#### Records drawn from a dataset:

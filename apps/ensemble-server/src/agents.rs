//! Demonstration agents bundled with the host.
//!
//! Three orchestration styles, exercising every response variant end to end:
//! a single-shot echo, a hand-written fan-out orchestrator with its child
//! agent, and a declarative-flow orchestrator with branching sub-flows.

use std::sync::Arc;

use async_trait::async_trait;
use serde_json::json;

use ensemble_api::{AgentManifest, SubTaskInfo, TaskOutcome};
use ensemble_core::flow::{AgentBinding, FlowError};
use ensemble_core::{
    AgentError, AgentRegistry, FlowNode, FlowOrchestrator, FlowSpec, MapperRegistry,
    ResumableAgent, ResumeTask, StartTask, TaskAgent,
};

/// Group id for the topic writer's section fan-out.
const SECTIONS_GROUP: &str = "write-sections";

/// Build the registry of bundled agents.
pub fn build_registry() -> anyhow::Result<AgentRegistry> {
    let mut registry = AgentRegistry::new();
    registry.register(Arc::new(EchoAgent))?;
    registry.register(Arc::new(SectionWriter))?;
    registry.register_orchestrator(Arc::new(TopicWriter))?;
    registry.register_orchestrator(Arc::new(doc_publisher()?))?;
    Ok(registry)
}

/// Single-shot agent returning its input unchanged.
pub struct EchoAgent;

#[async_trait]
impl TaskAgent for EchoAgent {
    fn manifest(&self) -> AgentManifest {
        AgentManifest::new("Echo", "util.echo", "Returns the task input unchanged")
            .with_input_schema(json!({ "type": "object" }))
            .with_output_schema(json!({
                "type": "object",
                "properties": { "echo": { "type": "object" } }
            }))
    }

    async fn execute(&self, task: StartTask) -> Result<TaskOutcome, AgentError> {
        Ok(TaskOutcome::completed(json!({ "echo": task.input })))
    }
}

/// Single-shot agent writing one section of a topic article.
pub struct SectionWriter;

#[async_trait]
impl TaskAgent for SectionWriter {
    fn manifest(&self) -> AgentManifest {
        AgentManifest::new(
            "Section Writer",
            "topic.write.section",
            "Writes one section of a topic article",
        )
        .with_input_schema(json!({
            "type": "object",
            "properties": {
                "topicId": { "type": "string" },
                "section": { "type": "string" },
                "index": { "type": "integer" }
            },
            "required": ["topicId", "section", "index"]
        }))
        .with_output_schema(json!({
            "type": "object",
            "properties": {
                "section": { "type": "string" },
                "index": { "type": "integer" },
                "text": { "type": "string" }
            }
        }))
    }

    async fn execute(&self, task: StartTask) -> Result<TaskOutcome, AgentError> {
        let section = task.input["section"].as_str().unwrap_or_default();
        Ok(TaskOutcome::completed(json!({
            "section": section,
            "index": task.input["index"],
            "text": format!("A few paragraphs about {}.", section),
        })))
    }
}

/// Hand-written orchestrator: fans out one `topic.write.section` subtask per
/// catalog section, then assembles the children's outputs into an article on
/// resume.
pub struct TopicWriter;

/// Section catalog by topic code. Stands in for the upstream lookup a real
/// deployment would make here.
fn sections_for(topic_code: &str) -> Vec<&'static str> {
    match topic_code {
        "music.baroque" => vec!["history", "form", "composers"],
        "music.jazz" => vec!["origins", "improvisation"],
        _ => Vec::new(),
    }
}

#[async_trait]
impl TaskAgent for TopicWriter {
    fn manifest(&self) -> AgentManifest {
        AgentManifest::new(
            "Topic Writer",
            "topic.write",
            "Writes a topic article section by section",
        )
        .with_input_schema(json!({
            "type": "object",
            "properties": {
                "topicId": { "type": "string" },
                "topicCode": { "type": "string" }
            },
            "required": ["topicId", "topicCode"]
        }))
        .with_output_schema(json!({
            "type": "object",
            "properties": {
                "topicId": { "type": "string" },
                "sectionCount": { "type": "integer" },
                "article": { "type": "array" }
            }
        }))
    }

    async fn execute(&self, task: StartTask) -> Result<TaskOutcome, AgentError> {
        let topic_code = task.input["topicCode"].as_str().unwrap_or_default();
        let sections = sections_for(topic_code);
        if sections.is_empty() {
            return Ok(TaskOutcome::failed(format!(
                "no sections found for topic code '{}'",
                topic_code
            )));
        }

        let subtasks = sections
            .iter()
            .enumerate()
            .map(|(index, section)| {
                SubTaskInfo::new(
                    "topic.write.section",
                    SECTIONS_GROUP,
                    json!({
                        "topicId": task.input["topicId"],
                        "section": section,
                        "index": index,
                    }),
                )
            })
            .collect();
        Ok(TaskOutcome::subtasks(subtasks))
    }
}

#[async_trait]
impl ResumableAgent for TopicWriter {
    async fn resume(&self, task: ResumeTask) -> Result<TaskOutcome, AgentError> {
        if task.completed_group_id != SECTIONS_GROUP {
            return Err(AgentError::Configuration(format!(
                "unknown completed group '{}'",
                task.completed_group_id
            )));
        }

        Ok(TaskOutcome::completed(json!({
            "topicId": task.original_input["topicId"],
            "sectionCount": task.children_outputs.len(),
            "article": task.children_outputs,
        })))
    }
}

/// Declarative-flow orchestrator publishing a document: a render-then-verify
/// chain and a parallel announcement fan-out run as independent branches.
pub fn doc_publisher() -> Result<FlowOrchestrator, FlowError> {
    let manifest = AgentManifest::new(
        "Doc Publisher",
        "doc.publish",
        "Renders, verifies, and announces a document",
    )
    .with_input_schema(json!({
        "type": "object",
        "properties": { "docId": { "type": "string" } },
        "required": ["docId"]
    }))
    .with_output_schema(json!({
        "type": "object",
        "properties": { "published": { "type": "boolean" } }
    }));

    let flow = FlowSpec::new(
        "publish-pipeline",
        FlowNode::branch(
            "publish",
            vec![
                FlowNode::agent("render", "doc.render").then(FlowNode::agent("verify", "doc.verify")),
                FlowNode::parallel(
                    "announce",
                    vec![
                        AgentBinding::new("announce-mail", "notify.mail"),
                        AgentBinding::new("announce-chat", "notify.chat"),
                    ],
                ),
            ],
        ),
    );

    let mut mappers = MapperRegistry::new();
    mappers.register_fn("verify", |input| {
        json!({ "docId": input["docId"], "strict": true })
    });

    Ok(FlowOrchestrator::new(manifest, flow, mappers)?
        .with_completion_output(json!({ "published": true })))
}

#[cfg(test)]
mod tests {
    use super::*;
    use ensemble_api::AgentTaskRequest;
    use ensemble_core::registry::RegisteredAgent;
    use ensemble_core::run;

    #[test]
    fn test_bundled_registry_builds() {
        let registry = build_registry().unwrap();
        assert_eq!(registry.len(), 4);
        assert!(registry.by_path("echo").is_some());
        assert!(registry.by_path("docpublisher").is_some());
    }

    #[tokio::test]
    async fn test_echo_agent_returns_its_input() {
        let agent = RegisteredAgent::Single(Arc::new(EchoAgent));
        let response = run(
            &agent,
            AgentTaskRequest::start("util.echo", json!({ "hello": "world" })),
        )
        .await;
        assert_eq!(
            response.outcome,
            TaskOutcome::completed(json!({ "echo": { "hello": "world" } }))
        );
    }

    #[tokio::test]
    async fn test_topic_writer_fans_out_one_subtask_per_section() {
        let agent = RegisteredAgent::Orchestrator(Arc::new(TopicWriter));
        let response = run(
            &agent,
            AgentTaskRequest::start(
                "topic.write",
                json!({ "topicId": "t1", "topicCode": "music.baroque" }),
            ),
        )
        .await;

        match response.outcome {
            TaskOutcome::Subtasks { subtasks } => {
                assert_eq!(subtasks.len(), 3);
                assert!(subtasks.iter().all(|s| s.subtasks_group_id == SECTIONS_GROUP));
                let indexes: Vec<i64> = subtasks
                    .iter()
                    .map(|s| s.task_input_data["index"].as_i64().unwrap())
                    .collect();
                assert_eq!(indexes, vec![0, 1, 2]);
            }
            other => panic!("expected subtasks, got {:?}", other),
        }
    }

    #[tokio::test]
    async fn test_topic_writer_fails_on_unknown_topic_code() {
        let agent = RegisteredAgent::Orchestrator(Arc::new(TopicWriter));
        let response = run(
            &agent,
            AgentTaskRequest::start(
                "topic.write",
                json!({ "topicId": "t1", "topicCode": "music.unknown" }),
            ),
        )
        .await;

        match response.outcome {
            TaskOutcome::Failed { error } => {
                assert!(error.contains("no sections found"));
            }
            other => panic!("expected failed, got {:?}", other),
        }
    }

    #[tokio::test]
    async fn test_topic_writer_resume_assembles_the_article() {
        let agent = RegisteredAgent::Orchestrator(Arc::new(TopicWriter));
        let response = run(
            &agent,
            AgentTaskRequest::resume(
                "topic.write",
                SECTIONS_GROUP,
                json!({ "topicId": "t1", "topicCode": "music.baroque" }),
                vec![
                    json!({ "index": 0, "text": "..." }),
                    json!({ "index": 1, "text": "..." }),
                    json!({ "index": 2, "text": "..." }),
                ],
            ),
        )
        .await;

        match response.outcome {
            TaskOutcome::Completed { task_output } => {
                assert_eq!(task_output["sectionCount"], 3);
                assert_eq!(task_output["topicId"], "t1");
            }
            other => panic!("expected completed, got {:?}", other),
        }
    }

    #[tokio::test]
    async fn test_doc_publisher_starts_with_two_branches() {
        let agent = RegisteredAgent::Orchestrator(Arc::new(doc_publisher().unwrap()));
        let response = run(
            &agent,
            AgentTaskRequest::start("doc.publish", json!({ "docId": "d1" })),
        )
        .await;

        match response.outcome {
            TaskOutcome::Branch { branches } => {
                assert_eq!(branches.len(), 2);
                assert_eq!(branches[0].branch_name, "render");
                assert_eq!(branches[1].branch_name, "announce");
            }
            other => panic!("expected branch, got {:?}", other),
        }
    }
}
//! HTTP client for the broker.
//!
//! Two outbound calls: announce an agent to the catalog, and submit a new
//! top-level task. Both share one `reqwest` client with an explicit request
//! timeout; retries belong to the caller.

use reqwest::header::{HeaderMap, HeaderValue, AUTHORIZATION, CONTENT_TYPE};
use serde::{Deserialize, Serialize};
use thiserror::Error;
use uuid::Uuid;

use ensemble_api::AgentTaskRequest;

use crate::model::{AgentDefinition, TaskSubmitAck};

const CORRELATION_HEADER: &str = "x-correlation-id";
/// Marker correlation id on catalog registrations.
const REGISTRATION_CID: &str = "agent-registration";

/// Broker call errors.
#[derive(Debug, Error)]
pub enum BrokerError {
    #[error("http error: {0}")]
    Http(String),
    #[error("broker returned HTTP {status}: {body}")]
    Status { status: u16, body: String },
    #[error("response decode error: {0}")]
    Decode(String),
}

/// Broker client configuration.
#[derive(Debug, Clone)]
pub struct BrokerClientConfig {
    /// Broker base URL, without a trailing slash.
    pub base_url: String,
    /// Bearer token for task submission; omitted when `None`.
    pub token: Option<String>,
    /// Request timeout in seconds.
    pub timeout_secs: u64,
}

impl Default for BrokerClientConfig {
    fn default() -> Self {
        Self {
            base_url: "http://localhost:8080".to_string(),
            token: None,
            timeout_secs: 30,
        }
    }
}

/// Client for the broker's catalog and task-submission endpoints.
pub struct BrokerClient {
    client: reqwest::Client,
    config: BrokerClientConfig,
}

impl BrokerClient {
    pub fn new(config: BrokerClientConfig) -> Result<Self, BrokerError> {
        let client = reqwest::Client::builder()
            .timeout(std::time::Duration::from_secs(config.timeout_secs))
            .build()
            .map_err(|e| BrokerError::Http(e.to_string()))?;
        Ok(Self { client, config })
    }

    fn catalog_url(&self) -> String {
        format!(
            "{}/catalog/agents",
            self.config.base_url.trim_end_matches('/')
        )
    }

    fn tasks_url(&self) -> String {
        format!("{}/tasks", self.config.base_url.trim_end_matches('/'))
    }

    /// Upsert one agent definition into the broker catalog.
    ///
    /// Returns the broker's modification count; 0 means the stored
    /// definition was already current.
    pub async fn register_agent(&self, definition: &AgentDefinition) -> Result<u64, BrokerError> {
        let url = self.catalog_url();
        let mut headers = HeaderMap::new();
        headers.insert(CONTENT_TYPE, HeaderValue::from_static("application/json"));
        headers.insert(
            CORRELATION_HEADER,
            HeaderValue::from_static(REGISTRATION_CID),
        );

        tracing::info!(
            agent = %definition.name,
            task_id = %definition.task_id,
            url = %url,
            "registering agent with broker"
        );

        let response = self
            .client
            .put(&url)
            .headers(headers)
            .json(&RegisterAgentBody {
                agent_definition: definition,
            })
            .send()
            .await
            .map_err(|e| BrokerError::Http(e.to_string()))?;

        let ack: RegisterAgentAck = decode_response(response).await?;
        tracing::info!(
            agent = %definition.name,
            modified_count = ack.modified_count,
            "agent registration acknowledged"
        );
        Ok(ack.modified_count)
    }

    /// Submit a new top-level task to the broker.
    ///
    /// The request's correlation id rides along as `x-correlation-id`; a
    /// fresh UUID is generated when the request carries none.
    pub async fn submit_task(
        &self,
        request: &AgentTaskRequest,
    ) -> Result<TaskSubmitAck, BrokerError> {
        let url = self.tasks_url();
        let cid = match &request.correlation_id {
            Some(cid) => cid.clone(),
            None => Uuid::new_v4().to_string(),
        };

        let mut headers = HeaderMap::new();
        headers.insert(CONTENT_TYPE, HeaderValue::from_static("application/json"));
        headers.insert(
            CORRELATION_HEADER,
            HeaderValue::from_str(&cid).map_err(|e| BrokerError::Http(e.to_string()))?,
        );
        if let Some(token) = &self.config.token {
            let value = format!("Bearer {}", token);
            headers.insert(
                AUTHORIZATION,
                HeaderValue::from_str(&value).map_err(|e| BrokerError::Http(e.to_string()))?,
            );
        }

        tracing::info!(
            task_id = %request.task_id,
            correlation_id = %cid,
            url = %url,
            "submitting task to broker"
        );

        let response = self
            .client
            .post(&url)
            .headers(headers)
            .json(request)
            .send()
            .await
            .map_err(|e| BrokerError::Http(e.to_string()))?;

        let ack: TaskSubmitAck = decode_response(response).await?;
        tracing::info!(
            task_id = %ack.task_id,
            task_execution_id = %ack.task_execution_id,
            "task accepted by broker"
        );
        Ok(ack)
    }
}

// Broker request/response structures

#[derive(Debug, Serialize)]
#[serde(rename_all = "camelCase")]
struct RegisterAgentBody<'a> {
    agent_definition: &'a AgentDefinition,
}

#[derive(Debug, Deserialize)]
#[serde(rename_all = "camelCase")]
struct RegisterAgentAck {
    modified_count: u64,
}

async fn decode_response<T: serde::de::DeserializeOwned>(
    response: reqwest::Response,
) -> Result<T, BrokerError> {
    if !response.status().is_success() {
        let status = response.status().as_u16();
        let body = response.text().await.unwrap_or_default();
        return Err(BrokerError::Status { status, body });
    }

    let text = response
        .text()
        .await
        .map_err(|e| BrokerError::Http(e.to_string()))?;
    serde_json::from_str(&text).map_err(|e| BrokerError::Decode(e.to_string()))
}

#### TRY IT:
Repeat exactly the lines of the data from the first one through the line with "of bundled agents.", both of them included.

#### TASK SOLUTION:
filename apps/ensemble-server/src/agents.rs
//! Demonstration agents bundled with the host.
//!
//! Three orchestration styles, exercising every response variant end to end:
//! a single-shot echo, a hand-written fan-out orchestrator with its child
//! agent, and a declarative-flow orchestrator with branching sub-flows.

use std::sync::Arc;

use async_trait::async_trait;
use serde_json::json;

use ensemble_api::{AgentManifest, SubTaskInfo, TaskOutcome};
use ensemble_core::flow::{AgentBinding, FlowError};
use ensemble_core::{
    AgentError, AgentRegistry, FlowNode, FlowOrchestrator, FlowSpec, MapperRegistry,
    ResumableAgent, ResumeTask, StartTask, TaskAgent,
};

/// Group id for the topic writer's section fan-out.
const SECTIONS_GROUP: &str = "write-sections";

/// Build the registry of bundled agents.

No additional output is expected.